TORONTO — A rash of cannabis company layoffs and executive departures in recent weeks is likely to continue as the industry faces a rocky year, according to observers.
They are anticipating the coming months will bring more dramatic staffing cuts and changes to leadership at small and large cannabis companies alike as they grapple with the recent roll out of edibles, a history of overspending and a lack of profitability.
The predictions come in the wake of Aurora Cannabis Inc.’s announcement Thursday that it would be slashing 500 staff jobs, taking nearly $800 million in goodwill writedowns and seeing the departure of Terry Booth, the Edmonton-based company’s chief executive officer. Aurora’s news was preceded by Tilray Inc. saying it would lay off 10 per cent of its workforce in a bid to cut costs and Sundial Growers axing some of its workforce.
Even smaller cannabis companies have been hit with hard times. Zenabis Global Inc. cut about 40 staff, mostly in head office roles in Vancouver, in early January. TerrAscend Corp., Sundial Growers Inc. and the Supreme Cannabis Company have also experienced leadership departures.

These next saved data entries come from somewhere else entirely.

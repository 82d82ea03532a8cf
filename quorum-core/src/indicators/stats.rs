//! Small statistics helpers shared by indicators and strategies.

/// Arithmetic mean; 0 for an empty slice.
pub fn mean(values: &[f64]) -> f64 {
    if values.is_empty() {
        return 0.0;
    }
    values.iter().sum::<f64>() / values.len() as f64
}

/// Population standard deviation (divide by N); 0 for fewer than 1 point.
pub fn std_dev(values: &[f64]) -> f64 {
    if values.is_empty() {
        return 0.0;
    }
    let m = mean(values);
    let var = values.iter().map(|v| (v - m) * (v - m)).sum::<f64>() / values.len() as f64;
    var.sqrt()
}

/// Sample standard deviation (divide by N - 1); 0 for fewer than 2 points.
pub fn sample_std_dev(values: &[f64]) -> f64 {
    if values.len() < 2 {
        return 0.0;
    }
    let m = mean(values);
    let var = values.iter().map(|v| (v - m) * (v - m)).sum::<f64>() / (values.len() - 1) as f64;
    var.sqrt()
}

/// Simple returns x[t] / x[t-1] - 1. A zero previous value yields 0.
pub fn simple_returns(values: &[f64]) -> Vec<f64> {
    values
        .windows(2)
        .map(|w| if w[0] != 0.0 { w[1] / w[0] - 1.0 } else { 0.0 })
        .collect()
}

/// Least-squares slope of `values` against their index (0, 1, 2, ...).
pub fn linear_regression_slope(values: &[f64]) -> f64 {
    let n = values.len();
    if n < 2 {
        return 0.0;
    }
    let x_mean = (n - 1) as f64 / 2.0;
    let y_mean = mean(values);
    let mut num = 0.0;
    let mut den = 0.0;
    for (i, y) in values.iter().enumerate() {
        let dx = i as f64 - x_mean;
        num += dx * (y - y_mean);
        den += dx * dx;
    }
    if den == 0.0 {
        0.0
    } else {
        num / den
    }
}
//! Decision log — append-only JSONL, one `Decision` per line.
//!
//! Each line is an independent JSON object, so a torn final write loses at
//! most that line.

use std::fs::{self, OpenOptions};
use std::io::{self, BufRead, Write};
use std::path::{Path, PathBuf};

use thiserror::Error;

use crate::engine::Decision;

#[derive(Debug, Error)]
pub enum DecisionLogError {
    #[error("decision log I/O: {0}")]
    Io(#[from] io::Error),
    #[error("decision log JSON: {0}")]
    Json(#[from] serde_json::Error),
}

pub struct DecisionLog {
    path: PathBuf,
}

impl DecisionLog {
    pub fn new(path: impl Into<PathBuf>) -> Self {
        Self { path: path.into() }
    }

    pub fn append(&self, decision: &Decision) -> Result<(), DecisionLogError> {
        let json = serde_json::to_string(decision)?;

        if let Some(parent) = self.path.parent() {
            fs::create_dir_all(parent)?;
        }

        let mut file = OpenOptions::new()
            .create(true)
            .append(true)
            .open(&self.path)?;
        writeln!(file, "{json}")?;
        file.flush()?;
        Ok(())
    }

    /// Every readable decision in file order. Malformed lines are skipped.
    pub fn read_all(&self) -> Result<Vec<Decision>, DecisionLogError> {
        if !self.path.exists() {
            return Ok(Vec::new());
        }

        let reader = io::BufReader::new(fs::File::open(&self.path)?);
        let mut decisions = Vec::new();
        for line in reader.lines() {
            let line = line?;
            if line.trim().is_empty() {
                continue;
            }
            if let Ok(decision) = serde_json::from_str::<Decision>(&line) {
                decisions.push(decision);
            }
        }
        Ok(decisions)
    }

    pub fn path(&self) -> &Path {
        &self.path
    }
}
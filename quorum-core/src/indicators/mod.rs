//! Indicator library — pure numeric functions over a price or volume slice.
//!
//! Contract shared by every function here:
//! - fewer points than the indicator needs → empty `Vec` (insufficient data,
//!   never a panic);
//! - outputs are aligned to the tail of the input: the last element
//!   corresponds to the most recent input value;
//! - zero variance and zero division resolve to 0 instead of NaN/inf.

pub mod bollinger;
pub mod ema;
pub mod macd;
pub mod rsi;
pub mod sma;
pub mod stats;
pub mod zscore;

pub use bollinger::{bollinger, BollingerBands};
pub use ema::ema;
pub use macd::{macd, MacdSeries};
pub use rsi::rsi;
pub use sma::sma;
pub use zscore::zscore;

/// Last value of an indicator series, if any.
pub fn last(series: &[f64]) -> Option<f64> {
    series.last().copied()
}

/// Assert two f64 values are approximately equal (within epsilon).
#[cfg(test)]
pub fn assert_approx(actual: f64, expected: f64, epsilon: f64) {
    assert!(
        (actual - expected).abs() < epsilon,
        "assert_approx failed: actual={actual}, expected={expected}, diff={}, epsilon={epsilon}",
        (actual - expected).abs()
    );
}

/// Default epsilon for indicator tests.
#[cfg(test)]
pub const DEFAULT_EPSILON: f64 = 1e-10;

“Everything is so tumultuous,” said Akwasi Owusu-Bempah, a University of Toronto associate professor of sociology, who follows the cannabis industry. “I expect companies to completely go under. I don’t think it will just be a matter of layoffs. In the next year and even five years, I think smaller companies will go bankrupt or they might be bought by the larger companies.”
The industry’s troubles have not caught him by surprise. He has long expected them because he says the birth of any newly-regulated industry comes with “a lot of unknowns.”
Licensed cannabis producers, he says, are still figuring exactly what the size of the retail market is, how regulatory systems will work and how the international and national weed scene will look as it evolves.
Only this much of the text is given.